The Dirty Girls site is gathering attention because it focuses on limiting women’s sexuality at a time when women are finally being allowed and even encouraged to own their sexuality. The website caters to women, because women are “underserved,” in the realm of treatment for perceived sexual addiction, but the core values are not just against women’s enjoyment of sex (outside of the marital bed) but of everyone’s enjoyment of it. The difference between this site and other’s like it that are aimed at men is that it carries with it the weight of a long history of sexual oppression of women. The virgin/whore dichotomy is still a strong one in our culture. Women are expected to be sexual gatekeepers, controlling both their own and men’s sexual behaviors. Presumably this is easier for women because women “enjoy,” sex less. This belief, unfortunately, adds an additional level of guilt and feelings of being somehow “wrong,” to women who experience strong sexual desires. I suspect the creator of the Dirty Girls site, Crystal Renaud, genuinely means well, but telling these women that yes, their desires are unnatural and need to be excised, as if sexuality was a minor flaw to be worked away and not an immutable part of a person’s identity does them a horrible disservice.

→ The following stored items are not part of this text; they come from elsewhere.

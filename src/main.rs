use kary_collections::collections::contiguous::Vector;
use kary_collections::collections::heap::KAryHeap;

#[derive(Debug, Clone)]
struct MyZST;

impl Drop for MyZST {
    fn drop(&mut self) {
        println!("Dropped MyZST");
    }
}

fn main() {
    println!("\n[Vector]\n");

    let mut vec = Vector::<u8>::new();
    println!("{:?}", vec);

    for i in 0..8 {
        vec.push_back(i);
        println!("{:?}", vec);
    }

    println!("{:?}, {:?}", vec.pop_back(), vec);

    let copy = vec.clone();
    vec.clear();
    println!("{:?}, {:?}", vec, copy);

    println!("ZST Testing");

    let mut vec = Vector::<MyZST>::new();
    println!("{:?}", vec);

    for _ in 0..3 {
        vec.push_back(MyZST);
    }

    println!("{:?}", vec);
    drop(vec);

    println!("\n[KAryHeap]\n");

    for arity in 2..=4 {
        let mut heap = KAryHeap::with_arity(arity);
        for i in [20, 15, 30, 5, 10, 25, 1, 40] {
            heap.insert(i);
        }
        println!("{:?}", heap);

        while !heap.is_empty() {
            print!("{} ", heap.remove_min());
        }
        println!();
    }
}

Unfortunately, until the conservative Christian community learns to accept the full range of human sexual desire as natural and fine, too many women will seek this route rather than looking for a more sex-positive approach to dealing with their issues.

Dr. Pisaster has a doctorate in biophysics, not actually anything sexy. She does however enjoy having sex, reading about sex, and talking about sex. Especially when she’s had a little whiskey.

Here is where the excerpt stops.